**What this task involves**
Each entry, in full: copy it out exactly.

────────

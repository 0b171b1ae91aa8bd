//! Host registration and load reporting loops.

use std::sync::Arc;
use std::time::Duration;

use chrono::Utc;
use shoal_core::{LoadSample, Resource, ResourceStatus, ResourceType};
use tokio::sync::watch;
use tokio::task::JoinHandle;

use crate::client::RegistryClient;
use crate::sampler::LoadSampler;

/// Running agent loops. Dropping the handle leaves them running; call
/// [`AgentHandle::shutdown`] to stop them.
pub struct AgentHandle {
    shutdown: watch::Sender<bool>,
    host_id: watch::Receiver<Option<String>>,
    tasks: Vec<JoinHandle<()>>,
}

impl AgentHandle {
    /// Id the registry assigned, once registration has succeeded.
    pub fn host_id(&self) -> Option<String> {
        self.host_id.borrow().clone()
    }

    /// Wait until registration succeeds. Returns `None` if the agent stops
    /// first.
    pub async fn registered(&mut self) -> Option<String> {
        self.host_id
            .wait_for(Option::is_some)
            .await
            .ok()
            .and_then(|id| id.clone())
    }

    /// Signal both loops and wait for them to finish their current tick.
    pub async fn shutdown(self) {
        let _ = self.shutdown.send(true);
        for task in self.tasks {
            if let Err(e) = task.await {
                tracing::warn!(error = %e, "Agent loop ended abnormally");
            }
        }
        tracing::info!("Host agent stopped");
    }
}

/// Start the registration loop and the load loop for `host_info`.
///
/// Heartbeats are only sent once registration has produced a host id.
/// Registration retries every `interval` until it succeeds.
pub fn start_host(
    host_info: Resource,
    interval: Duration,
    client: Arc<dyn RegistryClient>,
    sampler: Arc<dyn LoadSampler>,
) -> AgentHandle {
    let (shutdown_tx, shutdown_rx) = watch::channel(false);
    let (host_id_tx, host_id_rx) = watch::channel(None);

    tracing::info!(
        account = %host_info.account,
        name = %host_info.name,
        interval_ms = interval.as_millis() as u64,
        "Starting host agent"
    );

    let load = tokio::spawn(load_loop(
        host_info.account.clone(),
        host_info.name.clone(),
        interval,
        Arc::clone(&client),
        Arc::clone(&sampler),
        host_id_rx.clone(),
        shutdown_rx.clone(),
    ));
    let registration = tokio::spawn(registration_loop(
        host_info,
        interval,
        client,
        sampler,
        host_id_tx,
        shutdown_rx,
    ));

    AgentHandle {
        shutdown: shutdown_tx,
        host_id: host_id_rx,
        tasks: vec![load, registration],
    }
}

/// Sleep for `interval` unless shutdown is signalled first. Returns `false`
/// when the loop should stop.
async fn pause(interval: Duration, shutdown: &mut watch::Receiver<bool>) -> bool {
    if *shutdown.borrow() {
        return false;
    }
    tokio::select! {
        _ = tokio::time::sleep(interval) => true,
        result = shutdown.changed() => match result {
            Ok(()) => !*shutdown.borrow(),
            Err(_) => false,
        },
    }
}

async fn load_loop(
    account: String,
    name: String,
    interval: Duration,
    client: Arc<dyn RegistryClient>,
    sampler: Arc<dyn LoadSampler>,
    host_id: watch::Receiver<Option<String>>,
    mut shutdown: watch::Receiver<bool>,
) {
    loop {
        let load = sampler.sample();
        let resource_id = host_id.borrow().clone();

        match resource_id {
            None => tracing::trace!("Host not registered yet, load sample primed"),
            Some(id) => {
                let sample = LoadSample {
                    resource_id: Some(id),
                    name: name.clone(),
                    account: account.clone(),
                    cpu: load.cpu,
                    mem: load.mem,
                    sampled_at: Utc::now(),
                };
                match client.resource_heartbeat(&sample).await {
                    Ok(()) => tracing::debug!(
                        workload = sample.workload_percentage(),
                        "Heartbeat sent"
                    ),
                    Err(e) => tracing::warn!(error = %e, "Heartbeat failed"),
                }
            }
        }

        if !pause(interval, &mut shutdown).await {
            break;
        }
    }
}

async fn registration_loop(
    host_info: Resource,
    interval: Duration,
    client: Arc<dyn RegistryClient>,
    sampler: Arc<dyn LoadSampler>,
    host_id: watch::Sender<Option<String>>,
    mut shutdown: watch::Receiver<bool>,
) {
    let mut attempt: u64 = 0;
    loop {
        attempt += 1;
        let load = sampler.sample();
        let resource = Resource {
            cpu_cores: Some(load.cpu.count),
            mem_megabytes: Some(load.mem.total),
            status: ResourceStatus::Ready,
            resource_type: ResourceType::Host,
            ..host_info.clone()
        };

        match client.update_resource_info(&resource).await {
            Ok(Some(id)) => {
                tracing::info!(host_id = %id, attempt, "Host registered");
                let _ = host_id.send(Some(id));
                return;
            }
            Ok(None) => tracing::warn!(attempt, "Registry returned no host id, retrying"),
            Err(e) => tracing::warn!(attempt, error = %e, "Host registration failed, retrying"),
        }

        if !pause(interval, &mut shutdown).await {
            return;
        }
    }
}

────────

**Expected output**
repository 0b171b1ae91aa8bd
//! Host registration and load reporting loops.

use std::sync::Arc;
use std::time::Duration;

use chrono::Utc;
use shoal_core::{LoadSample, Resource, ResourceStatus, ResourceType};
use tokio::sync::watch;
use tokio::task::JoinHandle;

use crate::client::RegistryClient;
use crate::sampler::LoadSampler;

/// Running agent loops. Dropping the handle leaves them running; call
/// [`AgentHandle::shutdown`] to stop them.
pub struct AgentHandle {
    shutdown: watch::Sender<bool>,
    host_id: watch::Receiver<Option<String>>,
    tasks: Vec<JoinHandle<()>>,
}

impl AgentHandle {
    /// Id the registry assigned, once registration has succeeded.
    pub fn host_id(&self) -> Option<String> {
        self.host_id.borrow().clone()
    }

    /// Wait until registration succeeds. Returns `None` if the agent stops
    /// first.
    pub async fn registered(&mut self) -> Option<String> {
        self.host_id
            .wait_for(Option::is_some)
            .await
            .ok()
            .and_then(|id| id.clone())
    }

    /// Signal both loops and wait for them to finish their current tick.
    pub async fn shutdown(self) {
        let _ = self.shutdown.send(true);
        for task in self.tasks {
            if let Err(e) = task.await {
                tracing::warn!(error = %e, "Agent loop ended abnormally");
            }
        }
        tracing::info!("Host agent stopped");
    }
}

/// Start the registration loop and the load loop for `host_info`.
///
/// Heartbeats are only sent once registration has produced a host id.
/// Registration retries every `interval` until it succeeds.
pub fn start_host(
    host_info: Resource,
    interval: Duration,
    client: Arc<dyn RegistryClient>,
    sampler: Arc<dyn LoadSampler>,
) -> AgentHandle {
    let (shutdown_tx, shutdown_rx) = watch::channel(false);
    let (host_id_tx, host_id_rx) = watch::channel(None);

    tracing::info!(
        account = %host_info.account,
        name = %host_info.name,
        interval_ms = interval.as_millis() as u64,
        "Starting host agent"
    );

    let load = tokio::spawn(load_loop(
        host_info.account.clone(),
        host_info.name.clone(),
        interval,
        Arc::clone(&client),
        Arc::clone(&sampler),
        host_id_rx.clone(),
        shutdown_rx.clone(),
    ));
    let registration = tokio::spawn(registration_loop(
        host_info,
        interval,
        client,
        sampler,
        host_id_tx,
        shutdown_rx,
    ));

    AgentHandle {
        shutdown: shutdown_tx,
        host_id: host_id_rx,
        tasks: vec![load, registration],
    }
}

/// Sleep for `interval` unless shutdown is signalled first. Returns `false`
/// when the loop should stop.
async fn pause(interval: Duration, shutdown: &mut watch::Receiver<bool>) -> bool {
    if *shutdown.borrow() {
        return false;
    }
    tokio::select! {
        _ = tokio::time::sleep(interval) => true,
        result = shutdown.changed() => match result {
            Ok(()) => !*shutdown.borrow(),
            Err(_) => false,
        },
    }
}

async fn load_loop(
    account: String,
    name: String,
    interval: Duration,
    client: Arc<dyn RegistryClient>,
    sampler: Arc<dyn LoadSampler>,
    host_id: watch::Receiver<Option<String>>,
    mut shutdown: watch::Receiver<bool>,
) {
    loop {
        let load = sampler.sample();
        let resource_id = host_id.borrow().clone();

        match resource_id {
            None => tracing::trace!("Host not registered yet, load sample primed"),
            Some(id) => {
                let sample = LoadSample {
                    resource_id: Some(id),
                    name: name.clone(),
                    account: account.clone(),
                    cpu: load.cpu,
                    mem: load.mem,
                    sampled_at: Utc::now(),
                };
                match client.resource_heartbeat(&sample).await {
                    Ok(()) => tracing::debug!(
                        workload = sample.workload_percentage(),
                        "Heartbeat sent"
                    ),
                    Err(e) => tracing::warn!(error = %e, "Heartbeat failed"),
                }
            }
        }

        if !pause(interval, &mut shutdown).await {
            break;
        }
    }
}

async fn registration_loop(
    host_info: Resource,
    interval: Duration,
    client: Arc<dyn RegistryClient>,
    sampler: Arc<dyn LoadSampler>,
    host_id: watch::Sender<Option<String>>,
    mut shutdown: watch::Receiver<bool>,
) {
    let mut attempt: u64 = 0;
    loop {
        attempt += 1;
        let load = sampler.sample();
        let resource = Resource {
            cpu_cores: Some(load.cpu.count),
            mem_megabytes: Some(load.mem.total),
            status: ResourceStatus::Ready,
            resource_type: ResourceType::Host,
            ..host_info.clone()
        };

        match client.update_resource_info(&resource).await {
            Ok(Some(id)) => {
                tracing::info!(host_id = %id, attempt, "Host registered");
                let _ = host_id.send(Some(id));
                return;
            }
            Ok(None) => tracing::warn!(attempt, "Registry returned no host id, retrying"),
            Err(e) => tracing::warn!(attempt, error = %e, "Host registration failed, retrying"),
        }

        if !pause(interval, &mut shutdown).await {
            return;
        }
    }
}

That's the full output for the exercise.